We live together because our culture forces us to. From the very beginning of life we are forced to include other people within our lives.
>>Therefore, why try to clump everyone under one >>whole group? > >Who just said that everyone is >an individual?
It is an axiom. How is everyone not an individual?
What really needs to be said is that all individuals are not going to agree on the right course of action.
>I'm not quite sure what >"keeping the nation together" means, >but the rest is very >cool.
Civil War 1861-1865.
>>Those ideals shouldn't be established by the >fickle and wishy-washyness of the opinions of >>men, it should be based on something concrete, >>something that doesn't vary.
>What doesn't vary? >God? No, what doesn't vary >is...
People will always need food, shelter, and oxygen. That is only if they want to live.
>Come on man. Who puts these >ideals on paper? Men that >are the product of there >times.
So ideals always change?
>>Laws are not flexible; they shouldn't be scrapped >>or overridden because of public opinion. Law >should be constant
responding to Expertise.
Laws are flexible and should be overridden by public opinion.
>However, in your system, >the law never changes, thus >I have no input into >the laws I have to >obey. Isn't that a dictatorship?
Or a theocracy.
>This too is great (I do >recognise when you say something >true). However, do you realise >that the way we (Westerners) >live everyday hurts and has >hurt millions of people around >the globe?
How so?
>Have you ever been forced to >donate to charity?
It's called foreign aid, social security, and welfare. My tax dollars go to all sorts of things I might, or might not approve of.
>Didn't think so. >Maybe a more relevant example of >what you are trying to >say would be: Why should >I (speaking of myself, as >a member of the middle-class) >be forced (through taxes) to >pay for a hospital in >some poor area of my >country that I will never >go to?
Exactly. Now you're coming around.
>Some people are >campaigning to reduce freedom (anti-abortion).
You could say they are campaigning to increase freedom for the fetus.
>They can because they have >freedom of speech. However, I >disagree with them because they >want to reduce individual freedoms.
It goes both ways. Most people would agree with choice, and most would also think that a 7 month old fetus is also a person. Most people just do not want to say that they are okay with murder, unless it's a innocent black man on death row. Call it what it is, and be okay with it.
>>Why must you force other people to give it up? > >Damn lazy bums.
There are all sorts of reasons to have transfer payments. One of which is security of the people in power. You go to other places where the poor do not have anything you start to see 'warring' factions.
>>Why should the masses collectively have power >>over what everyone else does?
Because might makes right, even if that isn't right.
>If you have freedom of speech >and access to political power >(i.e. democracy), then you can >fight the masses.
You can try and convince the masses, but unless you're pulling the strings you don't really have any power. >>"the people", as well-intentional as they may >>seem, do not know what's best for me, just as I >>and others don't know what's best for them > >And yet we can all live >under and abide by the >same set of inflexible laws. >How strange.
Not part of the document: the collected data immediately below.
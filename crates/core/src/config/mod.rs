mod loader;
mod types;
mod validate;

pub use loader::{load_config, load_config_from_str, save_config};
pub use types::*;
pub use validate::validate_config;

use thiserror::Error;

#[derive(Debug, Error)]
pub enum ConfigError {
    #[error("Failed to parse configuration: {0}")]
    ParseError(String),

    #[error("Configuration validation failed: {0}")]
    ValidationError(String),

    #[error("Failed to write configuration: {0}")]
    WriteError(String),
}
Americans wouldn't know revolution if it came to them in various forms and then were assasinated by the powers that be...
>>They don't know what is going on in domestic, >>national, and foreign affairs every minute. > >And who does? And who should >make decisions that involve the >whole nation? A detached expert >(or rather, "expert") who ignores >whatever the stupid uninformed people >may be asking for?
Or should you leave the uneducated masses with the nuclear launch controls?